As for my driving, Reggie feared I might hit a kangaroo and had given me some rudimentary in­structions for avoiding collisions with our pouched friends. Primarily he insisted that we never drive more than 80 km/hour (about 48 mph). I reminded him that since he'd once run my ex-wife's Pinto off a cliff at Arches National Park while in a drunken stu­por and totaled it, I was very well within my rights to hit a kangaroo, just for spite. (Of course I would have never done that to the 'roo.) But the vague threat troubled Reggie, even when I told him I was joking, and subsequently, I was confined to the navigator's seat.
REACHING THE RED CENTER
Now, after some excruciating washboard roads east of Alice Spring, we had finally reached the Red Center of Australia and Uluru—Ayer's Rock to us white folks. We planned to hike to its summit and rose early to beat the heat, but found ourselves in a queue with about 5000 Japanese tourists who had also arrived before dawn. The climb was difficult and steep, but the view on top was stunning, when I could see past the bobbing heads of my fellow travelers,
posing for endless photos of one another. Unlike a mountaintop view here, that exposes endless combinations of ridges and fins and meadows and mountains, the view from atop Uluru was striking for its monotony. Except for the Olgas, an outcrop of sandstone 80 kms west. The horizon was as flat and featureless as western Kansas. We were heading into flat country.
The plan all along had been to go west on dirt roads that would take us almost 1000 miles through some of the most unpopulated country in Australia. Except for occasional roadhouses, "services" did not exist. West of the Giles Weather Station, we originally in­tended to travel southwest along the Great Central Road to the mining town of Kalgoorlie in Western Australia, then south to the coast at Esperance.

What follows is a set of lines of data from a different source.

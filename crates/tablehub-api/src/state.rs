//! Application state shared across all handlers.

use std::sync::Arc;

use sqlx::PgPool;

use tablehub_auth::session::validator::SessionValidator;
use tablehub_core::config::AppConfig;
use tablehub_service::account::AccountService;
use tablehub_service::auth::AuthService;
use tablehub_service::table::TableService;

/// Application state containing all shared dependencies.
///
/// Passed to every Axum handler via `State<AppState>`.
/// All fields are `Arc`-wrapped for cheap cloning across tasks.
#[derive(Debug, Clone)]
pub struct AppState {
    /// Application configuration
    pub config: Arc<AppConfig>,
    /// PostgreSQL connection pool
    pub db_pool: PgPool,
    /// Session validator (token to principal)
    pub session_validator: Arc<SessionValidator>,
    /// Signup/login/logout orchestration
    pub auth_service: Arc<AuthService>,
    /// Employee management
    pub account_service: Arc<AccountService>,
    /// Table management
    pub table_service: Arc<TableService>,
}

But as we drank a cup of tea and loaded the ute, Reggie proposed a change. "I think we should be totally MACHO (pronounced 'match-o' in Welsh) and take the north road— the OLD Gunbarrel Highway!" he exclaimed. "It'llbe something to remember!"
I checked the map and found the divide, where the Great Central road turned to the southwest. The Old Gunbarrel Highway, planned and constructed by Aussie Legend Lem Beadell after World War II, wound to the northwest, toward Wiluna. It looked barren and grim.
"What about the road?" I asked. "We know nothing about it."
"No worries," said Reggie. "No wuckin' furries. No Davey Murrays." He was sure it would be just fine.
"But this takes us away from the south coast and from Esperance," I complained. "And what about Albany and Walpole? We won't see any of that."
Reggie was adamant. "Nobody does the Gunbarrel in the heat of summer...nobody. You always want to get away from the crowds. Here's your chance."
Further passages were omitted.